Cardassians are aliens that evolved on the alien world of Cardassia - a planet with its own biological divisions. You might as well call a Cardassian a primate if you try labeling them with Earth current terms, because their reptiles likely look as much like Earth reptiles as Cardassians look like mammals. It's like a kid calling a bumble bee a bird because that's the only word he has for flying animal.

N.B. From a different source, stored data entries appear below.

//! Shared fixtures: a bootstrapped in-memory catalogue plus signers that
//! produce real EdDSA envelopes the catalogue's verifier accepts.

#![allow(dead_code)]

use fedcat_audit::{AuditSink, LogEntry, LogQuery};
use fedcat_catalogue::bootstrap::{build_catalogue, CatalogueComponents};
use fedcat_catalogue::CatalogueConfig;
use fedcat_core::{sha256_digest, strip_fragment, CanonicalBytes};
use fedcat_vc::{Ed25519KeyPair, EnvelopeSigner};
use serde_json::{json, Value};

pub const TRUSTED_ISSUER: &str = "did:example:issuer1";
pub const PROVIDER: &str = "did:example:abc";
pub const OUTSIDER: &str = "did:example:mallory";

pub struct Fixture {
    pub components: CatalogueComponents,
    /// Signs as the trusted compliance issuer.
    pub issuer: EnvelopeSigner,
    /// Signs as the participant `did:example:abc`.
    pub provider: EnvelopeSigner,
    /// Signs as a DID whose key is known but which is not trusted.
    pub outsider: EnvelopeSigner,
}

pub fn fixture() -> Fixture {
    let issuer_key = Ed25519KeyPair::from_seed(&[1u8; 32]);
    let provider_key = Ed25519KeyPair::from_seed(&[2u8; 32]);
    let outsider_key = Ed25519KeyPair::from_seed(&[3u8; 32]);

    let mut config = CatalogueConfig {
        trusted_issuers: vec![TRUSTED_ISSUER.to_string()],
        ..Default::default()
    };
    config
        .issuer_keys
        .insert(format!("{TRUSTED_ISSUER}#key-1"), issuer_key.public_key().to_hex());
    config
        .issuer_keys
        .insert(PROVIDER.to_string(), provider_key.public_key().to_hex());
    config
        .issuer_keys
        .insert(OUTSIDER.to_string(), outsider_key.public_key().to_hex());

    Fixture {
        components: build_catalogue(&config).unwrap(),
        issuer: EnvelopeSigner::new(&issuer_key, format!("{TRUSTED_ISSUER}#key-1")).unwrap(),
        provider: EnvelopeSigner::new(&provider_key, format!("{PROVIDER}#key-1")).unwrap(),
        outsider: EnvelopeSigner::new(&outsider_key, format!("{OUTSIDER}#key-1")).unwrap(),
    }
}

impl Fixture {
    pub fn audit_trail(&self) -> Vec<LogEntry> {
        self.components
            .audit
            .query(&LogQuery::default())
            .unwrap()
            .entities
    }
}

/// Claims of a compliance presentation.
#[derive(Clone)]
pub struct Participant {
    pub subject_id: String,
    pub legal_name: String,
    pub registration: Value,
    pub evidence_of: Option<String>,
}

impl Participant {
    pub fn new(subject_id: &str, legal_name: &str) -> Self {
        Self {
            subject_id: subject_id.to_string(),
            legal_name: legal_name.to_string(),
            registration: json!({"gx:countryCode": "DE", "gx:taxId": "DE123"}),
            evidence_of: Some("VATID".to_string()),
        }
    }

    fn slug(&self) -> String {
        strip_fragment(&self.subject_id).replace(':', "-")
    }

    pub fn legal_participant(&self) -> Value {
        json!({
            "@context": ["https://www.w3.org/2018/credentials/v1"],
            "id": format!("https://{}.test/lp.json", self.slug()),
            "type": ["VerifiableCredential", "gx:LegalParticipant"],
            "issuer": strip_fragment(&self.subject_id),
            "validFrom": "2026-01-01T00:00:00Z",
            "credentialSubject": {
                "id": self.subject_id,
                "gx:legalName": self.legal_name
            }
        })
    }

    pub fn registration_number(&self) -> Value {
        let mut subject = json!({
            "id": format!("{}#lrn", strip_fragment(&self.subject_id)),
            "type": "gx:legalRegistrationNumber"
        });
        if let (Some(target), Some(claims)) = (subject.as_object_mut(), self.registration.as_object()) {
            target.extend(claims.clone());
        }
        let mut credential = json!({
            "@context": ["https://www.w3.org/2018/credentials/v1"],
            "id": format!("https://notary.test/{}/lrn.json", self.slug()),
            "type": ["VerifiableCredential"],
            "issuer": "did:example:notary",
            "validFrom": "2026-01-01T00:00:00Z",
            "credentialSubject": subject
        });
        if let Some(kind) = &self.evidence_of {
            credential["evidence"] = json!({"gx:evidenceOf": kind});
        }
        credential
    }

    /// The compliance credential over `bundled`, with integrity digests.
    pub fn compliance(&self, issuer: &str, bundled: &[Value]) -> Value {
        let evidence: Vec<Value> = bundled
            .iter()
            .map(|doc| {
                json!({
                    "id": doc["id"],
                    "type": "gx:compliance",
                    "gx:integrity": integrity(doc)
                })
            })
            .collect();
        json!({
            "@context": ["https://www.w3.org/2018/credentials/v1"],
            "id": format!("https://compliance.test/{}.json", self.slug()),
            "type": ["VerifiableCredential", "gx:compliance"],
            "issuer": issuer,
            "validFrom": "2026-01-01T00:00:00Z",
            "validUntil": "2099-01-01T00:00:00Z",
            "credentialSubject": {
                "id": self.subject_id,
                "gx:evidence": evidence
            }
        })
    }

    /// A presentation signed by `signer` whose primary credential is issued
    /// by the signer's DID.
    pub fn envelope(&self, signer: &EnvelopeSigner) -> String {
        let bundled = vec![self.legal_participant(), self.registration_number()];
        let issuer = strip_fragment(signer.verification_method()).to_string();
        let mut credentials = vec![self.compliance(&issuer, &bundled)];
        credentials.extend(bundled);
        signer.sign_presentation(credentials).unwrap()
    }
}

pub fn integrity(doc: &Value) -> String {
    sha256_digest(&CanonicalBytes::new(doc).unwrap()).to_string()
}

/// A self-issued service offering of `provided_by`.
pub fn service_offering(service_id: &str, provided_by: &str, name: &str) -> Value {
    json!({
        "@context": ["https://www.w3.org/2018/credentials/v1"],
        "id": format!("{service_id}/credential.json"),
        "type": ["VerifiableCredential", "gx:ServiceOffering"],
        "issuer": strip_fragment(provided_by),
        "validFrom": "2026-01-01T00:00:00Z",
        "credentialSubject": {
            "id": service_id,
            "gx:providedBy": {"id": provided_by},
            "gx:servicePolicy": format!("{service_id}/policy"),
            "gx:name": name,
            "gx:endpoint": {"gx:endpointURL": format!("{service_id}/api")}
        }
    })
}
//! # In-Memory Entity Storage
//!
//! [`MemoryStorage`] keeps entities in a `BTreeMap` behind a
//! `parking_lot::RwLock`. Clones share the same map, so one instance can be
//! handed to several owners. Writes are atomic per key (last write wins);
//! queries run against a snapshot taken under the read lock.

use std::collections::BTreeMap;
use std::sync::Arc;

use parking_lot::RwLock;

use crate::error::StorageError;
use crate::query::{execute, QueryRequest, QueryResult};
use crate::{Entity, EntityStorage};

/// Thread-safe in-memory store keyed by primary key.
#[derive(Debug)]
pub struct MemoryStorage<T: Entity> {
    data: Arc<RwLock<BTreeMap<String, T>>>,
}

impl<T: Entity> Clone for MemoryStorage<T> {
    fn clone(&self) -> Self {
        Self {
            data: Arc::clone(&self.data),
        }
    }
}

impl<T: Entity> Default for MemoryStorage<T> {
    fn default() -> Self {
        Self::new()
    }
}

impl<T: Entity> MemoryStorage<T> {
    /// Create an empty store.
    pub fn new() -> Self {
        Self {
            data: Arc::new(RwLock::new(BTreeMap::new())),
        }
    }

    /// Number of stored entities.
    pub fn len(&self) -> usize {
        self.data.read().len()
    }

    /// Whether the store is empty.
    pub fn is_empty(&self) -> bool {
        self.data.read().is_empty()
    }

    /// All entities in primary-key order.
    pub fn list(&self) -> Vec<T> {
        self.data.read().values().cloned().collect()
    }
}

impl<T: Entity> EntityStorage<T> for MemoryStorage<T> {
    fn set(&self, entity: T) -> Result<(), StorageError> {
        let key = entity.primary_key().to_string();
        let replaced = self.data.write().insert(key.clone(), entity).is_some();
        tracing::trace!(%key, replaced, "entity stored");
        Ok(())
    }

    fn get(&self, key: &str) -> Result<Option<T>, StorageError> {
        Ok(self.data.read().get(key).cloned())
    }

    fn remove(&self, key: &str) -> Result<(), StorageError> {
        self.data.write().remove(key);
        Ok(())
    }

    fn query(&self, request: &QueryRequest) -> Result<QueryResult<T>, StorageError> {
        let snapshot: Vec<(String, T)> = self
            .data
            .read()
            .iter()
            .map(|(key, entity)| (key.clone(), entity.clone()))
            .collect();
        let items = snapshot
            .into_iter()
            .map(|(key, entity)| -> Result<_, StorageError> {
                let json = serde_json::to_value(&entity)?;
                Ok((key, entity, json))
            })
            .collect::<Result<Vec<_>, _>>()?;
        let page = execute(items, request)?;
        tracing::trace!(
            returned = page.entities.len(),
            total = page.total_entities,
            "entity query"
        );
        Ok(page)
    }
}

#[cfg(test)]
mod tests {
    use super::*;
    use crate::condition::EntityCondition;
    use serde::Serialize;

    #[derive(Debug, Clone, PartialEq, Serialize)]
    #[serde(rename_all = "camelCase")]
    struct Record {
        record_id: String,
        owner: String,
        size: u32,
    }

    impl Entity for Record {
        fn primary_key(&self) -> &str {
            &self.record_id
        }
    }

    fn record(id: &str, owner: &str, size: u32) -> Record {
        Record {
            record_id: id.into(),
            owner: owner.into(),
            size,
        }
    }

    #[test]
    fn set_get_remove() {
        let store = MemoryStorage::new();
        store.set(record("a", "alice", 1)).unwrap();
        assert_eq!(store.get("a").unwrap(), Some(record("a", "alice", 1)));
        assert_eq!(store.get("b").unwrap(), None);
        store.remove("a").unwrap();
        assert!(store.is_empty());
        store.remove("a").unwrap();
    }

    #[test]
    fn set_replaces_existing_key() {
        let store = MemoryStorage::new();
        store.set(record("a", "alice", 1)).unwrap();
        store.set(record("a", "bob", 2)).unwrap();
        assert_eq!(store.len(), 1);
        assert_eq!(store.get("a").unwrap().unwrap().owner, "bob");
    }

    #[test]
    fn query_in_key_order_with_condition() {
        let store = MemoryStorage::new();
        for (id, owner) in [("c", "alice"), ("a", "alice"), ("b", "bob")] {
            store.set(record(id, owner, 0)).unwrap();
        }
        let all = store.query(&QueryRequest::new()).unwrap();
        let ids: Vec<_> = all.entities.iter().map(|r| r.record_id.as_str()).collect();
        assert_eq!(ids, vec!["a", "b", "c"]);

        let req = QueryRequest::new().with_condition(Some(EntityCondition::equals("owner", "alice")));
        let alice = store.query(&req).unwrap();
        assert_eq!(alice.total_entities, 2);
    }

    #[test]
    fn registration_between_pages_is_not_returned_twice() {
        let store = MemoryStorage::new();
        for id in ["b", "c", "d"] {
            store.set(record(id, "alice", 0)).unwrap();
        }
        let req = QueryRequest::new().with_page_size(Some(2));
        let first = store.query(&req).unwrap();
        store.set(record("a", "alice", 0)).unwrap();
        let second = store.query(&req.clone().with_cursor(first.cursor)).unwrap();

        let seen: Vec<_> = first
            .entities
            .iter()
            .chain(&second.entities)
            .map(|r| r.record_id.as_str())
            .collect();
        assert_eq!(seen, vec!["b", "c", "d"]);
        assert!(second.cursor.is_none());
    }

    #[test]
    fn query_projected_keeps_requested_properties() {
        let store = MemoryStorage::new();
        store.set(record("a", "alice", 3)).unwrap();
        let page = store
            .query_projected(&QueryRequest::new(), &["recordId", "size"])
            .unwrap();
        assert_eq!(page.entities, vec![serde_json::json!({"recordId": "a", "size": 3})]);
    }

    #[test]
    fn clones_share_state() {
        let store = MemoryStorage::new();
        let other = store.clone();
        other.set(record("x", "alice", 0)).unwrap();
        assert_eq!(store.len(), 1);
    }

    #[test]
    fn concurrent_writers_to_one_key_leave_one_entity() {
        let store = MemoryStorage::new();
        std::thread::scope(|s| {
            for i in 0..8u32 {
                let store = store.clone();
                s.spawn(move || {
                    for _ in 0..50 {
                        store.set(record("shared", "writer", i)).unwrap();
                    }
                });
            }
        });
        assert_eq!(store.len(), 1);
        assert!(store.get("shared").unwrap().unwrap().size < 8);
    }
}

In fact, I bet that if they created a Cardassin bird for an episode as excellently conceptualized as the Cardassians themselves, many here would say that Cardassian birds evolved from insects.
 
No, it doesn't suggest that Cardassians will EVER be like humans, nor that they will ever become mammalian as we understand the term. Their traits fit their world, presumably, and have continued to do so for many eons. It simply suggests that evolution took a different track and that types of life cannot be divided in the same way on Cardassia Prime as they can be on Earth, that different terminology is required. (If anything, without the Permian-Triassic extinction, we would have stood a chance to be more like them.)

At least, if it's my particular theory you're talking about, I don't know why you chose to read some sort of hidden racism into it.
 
No. That would suggest that in a few millions years Cardassians will be identical to humans, and that assigns the human form a preternatural superiority. Believe that if you will, but you might as well believe bananas are evidence of God's existence because they're easy to eat.

Cardassians are aliens that evolved on the alien world of Cardassia - a planet with its own biological divisions. You might as well call a Cardassian a primate if you try labeling them with Earth current terms, because their reptiles likely look as much like Earth reptiles as Cardassians look like mammals. It's like a kid calling a bumble bee a bird because that's the only word he has for flying animal.

In fact, I bet that if they created a Cardassin bird for an episode as excellently conceptualized as the Cardassians themselves, many here would say that Cardassian birds evolved from insects.

Is there any biological law stating that sapient life must be mammalian?

Perhaps on cardassia millions of years ago, mammals were always a lower taxonomic group. There could have been hominid reptiles so to speak, similar to that of human evolution, and the rest is history.
 
Exactly. At least when I imagine Cardassia, I imagine something closer to Earth mammals as being lower animals that live in the northernmost/polar areas. None more evolutionarily "sophisticated" than a wolf or bear.